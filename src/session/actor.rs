//! # Session Actor
//!
//! One actor per live call. It owns the conversation history and the turn state,
//! and is the only code that ever mutates them.
//!
//! ## Inputs (all serialized through the mailbox):
//! - **RecognizerEvent** stream: partial/final transcripts from the recognizer
//! - **UserAudio**: caller audio routed in by the registry
//! - **TurnFinished**: the outcome of a turn task
//! - **GetHistory / GetStatus / Shutdown**: registry queries and teardown
//!
//! ## Turn State Machine:
//! ```text
//! IDLE   --final transcript-->  ACTIVE(turn n)
//! ACTIVE --caller audio------>  ACTIVE (turn n cancelled, still winding down)
//! ACTIVE --TurnFinished(n)--->  IDLE, or ACTIVE(turn n+1) when a reply is owed
//! ```
//! A turn runs as a tokio task. The actor never awaits it; the task reports back with
//! `TurnFinished`, and a report for anything but the current turn is ignored.
//!
//! ## Rust Concepts Used:
//! - **Actor trait**: `started`/`stopped` hooks run on the actor's own context
//! - **StreamHandler**: `ctx.add_stream` turns the recognizer's channel into messages
//!   handled one at a time, like any other mailbox message
//! - **`#[derive(Message)]`**: each input is a plain struct; `rtype` names the reply type
//! - **`MessageResult`**: replies with an owned value (history snapshot, status)
//! - **`Option::take`**: moves the active turn out of `self` so it can be inspected
//!   and put back without borrowing `self` twice

use crate::audio::PcmChunk;
use crate::collaborators::{Recognizer, RecognizerEvent};
use crate::session::barge_in::{BargeIn, BargeInController};
use crate::session::cancel::{ActiveTurnSlot, CancellationToken};
use crate::session::history::{ChatMessage, ConversationHistory};
use crate::session::pipeline::{InterruptCause, TurnOutcome, TurnPipeline};
use crate::session::SessionId;
use crate::state::BridgeMetrics;
use actix::prelude::*;
use chrono::{DateTime, Utc};
use serde::Serialize;
use std::sync::Arc;
use std::time::{Duration, Instant};
use tokio::sync::{broadcast, mpsc};
use tokio::task::JoinHandle;
use tokio_stream::wrappers::UnboundedReceiverStream;
use tracing::{debug, error, info, warn};

/// Observable session activity, broadcast to registry subscribers.
#[derive(Debug, Clone, PartialEq)]
pub enum SessionEvent {
    Partial { text: String },
    Final { text: String },
    TurnStarted { turn_id: u64, transcript: String },
    BargeIn { turn_id: u64 },
    TurnCompleted { turn_id: u64, response: String },
    TurnInterrupted { turn_id: u64, reason: String },
    RecognizerFailed { message: String },
    Ended,
}

#[derive(Debug, Clone, Copy, PartialEq, Eq, Serialize)]
#[serde(rename_all = "lowercase")]
pub enum SessionState {
    Idle,
    Active,
}

/// Snapshot served by `GET /api/v1/sessions/{id}`.
#[derive(Debug, Clone, Serialize)]
pub struct SessionStatus {
    pub session_id: SessionId,
    pub state: SessionState,
    pub active_turn_id: Option<u64>,
    pub history_len: usize,
    pub turns_completed: u64,
    pub turns_interrupted: u64,
    pub created_at: DateTime<Utc>,
}

/// Caller audio routed in by the registry.
#[derive(Message)]
#[rtype(result = "()")]
pub struct UserAudio(pub PcmChunk);

#[derive(Message)]
#[rtype(result = "()")]
struct TurnFinished {
    turn_id: u64,
    outcome: TurnOutcome,
}

#[derive(Message)]
#[rtype(result = "Vec<ChatMessage>")]
pub struct GetHistory;

#[derive(Message)]
#[rtype(result = "SessionStatus")]
pub struct GetStatus;

#[derive(Message)]
#[rtype(result = "()")]
pub struct Shutdown;

struct ActiveTurn {
    id: u64,
    token: CancellationToken,
    started_at: Instant,
    worker: JoinHandle<()>,
}

/// Everything a session actor is built from.
pub struct SessionParts {
    pub session_id: SessionId,
    pub system_prompt: String,
    pub pipeline: TurnPipeline,
    pub recognizer: Arc<dyn Recognizer>,
    pub recognizer_events: mpsc::UnboundedReceiver<RecognizerEvent>,
    pub barge_in: BargeInController,
    pub turn_slot: ActiveTurnSlot,
    pub events: broadcast::Sender<SessionEvent>,
    pub metrics: Arc<BridgeMetrics>,
    pub turn_timeout: Option<Duration>,
}

pub struct SessionActor {
    session_id: SessionId,
    history: ConversationHistory,
    active_turn: Option<ActiveTurn>,
    /// Transcript of a final that arrived during a turn and still needs a reply
    owed_reply: Option<String>,
    next_turn_id: u64,
    pipeline: TurnPipeline,
    recognizer: Arc<dyn Recognizer>,
    recognizer_events: Option<mpsc::UnboundedReceiver<RecognizerEvent>>,
    /// Feeds the recognizer, in arrival order
    audio_tx: Option<mpsc::UnboundedSender<PcmChunk>>,
    barge_in: BargeInController,
    turn_slot: ActiveTurnSlot,
    events: broadcast::Sender<SessionEvent>,
    metrics: Arc<BridgeMetrics>,
    turn_timeout: Option<Duration>,
    turns_completed: u64,
    turns_interrupted: u64,
    created_at: DateTime<Utc>,
}

impl SessionActor {
    pub fn new(parts: SessionParts) -> Self {
        Self {
            session_id: parts.session_id,
            history: ConversationHistory::new(parts.system_prompt),
            active_turn: None,
            owed_reply: None,
            next_turn_id: 1,
            pipeline: parts.pipeline,
            recognizer: parts.recognizer,
            recognizer_events: Some(parts.recognizer_events),
            audio_tx: None,
            barge_in: parts.barge_in,
            turn_slot: parts.turn_slot,
            events: parts.events,
            metrics: parts.metrics,
            turn_timeout: parts.turn_timeout,
            turns_completed: 0,
            turns_interrupted: 0,
            created_at: Utc::now(),
        }
    }

    fn emit(&self, event: SessionEvent) {
        // No subscribers is the normal case
        let _ = self.events.send(event);
    }

    fn on_final(&mut self, text: String, ctx: &mut Context<Self>) {
        if text.trim().is_empty() {
            debug!(session_id = %self.session_id, "Ignoring blank final transcript");
            return;
        }

        info!(session_id = %self.session_id, transcript = %text, "Final transcript");
        self.history.append_user(text.clone());
        self.emit(SessionEvent::Final { text: text.clone() });

        let active = self
            .active_turn
            .as_ref()
            .map(|turn| (turn.id, turn.token.clone()));
        match active {
            None => self.start_turn(text, ctx),
            Some((turn_id, token)) => {
                if !token.is_cancelled() {
                    token.cancel();
                    info!(session_id = %self.session_id, turn_id, "New utterance interrupts the active turn");
                    self.metrics.record_barge_in();
                    self.pipeline.transport().clear();
                    self.emit(SessionEvent::BargeIn { turn_id });
                }
                self.owed_reply = Some(text);
            }
        }
    }

    fn start_turn(&mut self, transcript: String, ctx: &mut Context<Self>) {
        let turn_id = self.next_turn_id;
        self.next_turn_id += 1;

        let token = CancellationToken::new();
        let snapshot = self.history.snapshot();
        let pipeline = self.pipeline.clone();
        let addr = ctx.address();
        let worker_token = token.clone();

        let worker = tokio::spawn(async move {
            let outcome = pipeline.run(turn_id, snapshot, worker_token).await;
            // Dropped silently if the session has already stopped
            addr.do_send(TurnFinished { turn_id, outcome });
        });

        if let Some(timeout) = self.turn_timeout {
            ctx.run_later(timeout, move |act, _ctx| act.expire_turn(turn_id, timeout));
        }

        self.turn_slot.set(token.clone());
        self.active_turn = Some(ActiveTurn {
            id: turn_id,
            token,
            started_at: Instant::now(),
            worker,
        });
        self.metrics.record_turn_started();

        info!(session_id = %self.session_id, turn_id, "Turn started");
        self.emit(SessionEvent::TurnStarted {
            turn_id,
            transcript,
        });
    }

    fn expire_turn(&mut self, turn_id: u64, timeout: Duration) {
        if let Some(turn) = &self.active_turn {
            if turn.id == turn_id && !turn.token.is_cancelled() {
                turn.token.cancel();
                warn!(
                    session_id = %self.session_id,
                    turn_id,
                    timeout_secs = timeout.as_secs(),
                    "Turn exceeded its time limit, cancelling"
                );
            }
        }
    }
}

impl Actor for SessionActor {
    type Context = Context<Self>;

    fn started(&mut self, ctx: &mut Self::Context) {
        if let Some(events) = self.recognizer_events.take() {
            ctx.add_stream(UnboundedReceiverStream::new(events));
        }

        let (audio_tx, audio_rx) = mpsc::unbounded_channel();
        self.audio_tx = Some(audio_tx);
        tokio::spawn(forward_audio(
            self.session_id.clone(),
            self.recognizer.clone(),
            audio_rx,
        ));

        info!(session_id = %self.session_id, "Session started");
    }

    fn stopped(&mut self, _ctx: &mut Self::Context) {
        if let Some(turn) = self.active_turn.take() {
            turn.token.cancel();
            if !turn.worker.is_finished() {
                debug!(session_id = %self.session_id, turn_id = turn.id, "Turn still winding down after session end");
            }
        }
        self.turn_slot.clear();
        self.audio_tx = None;
        self.emit(SessionEvent::Ended);
        info!(session_id = %self.session_id, history_len = self.history.len(), "Session stopped");
    }
}

/// Submit caller audio to the recognizer one chunk at a time.
async fn forward_audio(
    session_id: SessionId,
    recognizer: Arc<dyn Recognizer>,
    mut audio: mpsc::UnboundedReceiver<PcmChunk>,
) {
    let mut failing = false;
    while let Some(chunk) = audio.recv().await {
        match recognizer.send_audio(chunk).await {
            Ok(()) => failing = false,
            Err(err) => {
                // Log the first failure of a run, not every chunk
                if !failing {
                    warn!(session_id = %session_id, error = %err, "Recognizer rejected audio");
                }
                failing = true;
            }
        }
    }
    debug!(session_id = %session_id, "Audio forwarder stopped");
}

impl StreamHandler<RecognizerEvent> for SessionActor {
    fn handle(&mut self, event: RecognizerEvent, ctx: &mut Self::Context) {
        match event {
            RecognizerEvent::Partial(text) => {
                debug!(session_id = %self.session_id, partial = %text, "Partial transcript");
                self.emit(SessionEvent::Partial { text });
            }
            RecognizerEvent::Final(text) => self.on_final(text, ctx),
            RecognizerEvent::Error(err) => {
                error!(session_id = %self.session_id, error = %err, "Recognizer failed");
                self.emit(SessionEvent::RecognizerFailed {
                    message: err.to_string(),
                });
            }
        }
    }

    /// The recognizer closed its event stream. The session stays up until it is ended.
    fn finished(&mut self, _ctx: &mut Self::Context) {
        debug!(session_id = %self.session_id, "Recognizer event stream ended");
    }
}

impl Handler<UserAudio> for SessionActor {
    type Result = ();

    fn handle(&mut self, msg: UserAudio, _ctx: &mut Self::Context) {
        let UserAudio(chunk) = msg;

        if let Some(turn) = &self.active_turn {
            if self.barge_in.signal(&turn.token, &chunk) == BargeIn::Fired {
                info!(session_id = %self.session_id, turn_id = turn.id, "Barge-in: caller spoke over the response");
                self.metrics.record_barge_in();
                self.pipeline.transport().clear();
                self.emit(SessionEvent::BargeIn { turn_id: turn.id });
            }
        }

        if let Some(audio_tx) = &self.audio_tx {
            if audio_tx.send(chunk).is_err() {
                debug!(session_id = %self.session_id, "Audio forwarder gone, dropping chunk");
            }
        }
    }
}

impl Handler<TurnFinished> for SessionActor {
    type Result = ();

    fn handle(&mut self, msg: TurnFinished, ctx: &mut Self::Context) {
        let turn = match self.active_turn.take() {
            Some(turn) if turn.id == msg.turn_id => turn,
            other => {
                self.active_turn = other;
                debug!(session_id = %self.session_id, turn_id = msg.turn_id, "Ignoring report from a stale turn");
                return;
            }
        };
        self.turn_slot.clear();
        let elapsed_ms = turn.started_at.elapsed().as_millis() as u64;

        match msg.outcome {
            TurnOutcome::Completed(response) => {
                self.history.append_assistant(response.clone());
                self.turns_completed += 1;
                self.metrics.record_turn_completed();
                info!(session_id = %self.session_id, turn_id = turn.id, elapsed_ms, "Turn completed");
                self.emit(SessionEvent::TurnCompleted {
                    turn_id: turn.id,
                    response,
                });
            }
            TurnOutcome::Interrupted(cause) => {
                self.turns_interrupted += 1;
                self.metrics.record_turn_interrupted();
                match &cause {
                    InterruptCause::Cancelled => {
                        info!(session_id = %self.session_id, turn_id = turn.id, elapsed_ms, "Turn interrupted")
                    }
                    _ => {
                        warn!(session_id = %self.session_id, turn_id = turn.id, elapsed_ms, reason = %cause, "Turn failed")
                    }
                }
                self.emit(SessionEvent::TurnInterrupted {
                    turn_id: turn.id,
                    reason: cause.to_string(),
                });
            }
        }

        if let Some(transcript) = self.owed_reply.take() {
            self.start_turn(transcript, ctx);
        }
    }
}

impl Handler<GetHistory> for SessionActor {
    type Result = MessageResult<GetHistory>;

    fn handle(&mut self, _msg: GetHistory, _ctx: &mut Self::Context) -> Self::Result {
        MessageResult(self.history.snapshot())
    }
}

impl Handler<GetStatus> for SessionActor {
    type Result = MessageResult<GetStatus>;

    fn handle(&mut self, _msg: GetStatus, _ctx: &mut Self::Context) -> Self::Result {
        let active_turn_id = self.active_turn.as_ref().map(|turn| turn.id);
        MessageResult(SessionStatus {
            session_id: self.session_id.clone(),
            state: if active_turn_id.is_some() {
                SessionState::Active
            } else {
                SessionState::Idle
            },
            active_turn_id,
            history_len: self.history.len(),
            turns_completed: self.turns_completed,
            turns_interrupted: self.turns_interrupted,
            created_at: self.created_at,
        })
    }
}

impl Handler<Shutdown> for SessionActor {
    type Result = ();

    fn handle(&mut self, _msg: Shutdown, ctx: &mut Self::Context) {
        ctx.stop();
    }
}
────────────────────
Would you please copy, word for word, everything above from the line containing "Some((turn_id, token)) =>" down to the line containing "has already stopped", those two lines included?

            Some((turn_id, token)) => {
                if !token.is_cancelled() {
                    token.cancel();
                    info!(session_id = %self.session_id, turn_id, "New utterance interrupts the active turn");
                    self.metrics.record_barge_in();
                    self.pipeline.transport().clear();
                    self.emit(SessionEvent::BargeIn { turn_id });
                }
                self.owed_reply = Some(text);
            }
        }
    }

    fn start_turn(&mut self, transcript: String, ctx: &mut Context<Self>) {
        let turn_id = self.next_turn_id;
        self.next_turn_id += 1;

        let token = CancellationToken::new();
        let snapshot = self.history.snapshot();
        let pipeline = self.pipeline.clone();
        let addr = ctx.address();
        let worker_token = token.clone();

        let worker = tokio::spawn(async move {
            let outcome = pipeline.run(turn_id, snapshot, worker_token).await;
            // Dropped silently if the session has already stopped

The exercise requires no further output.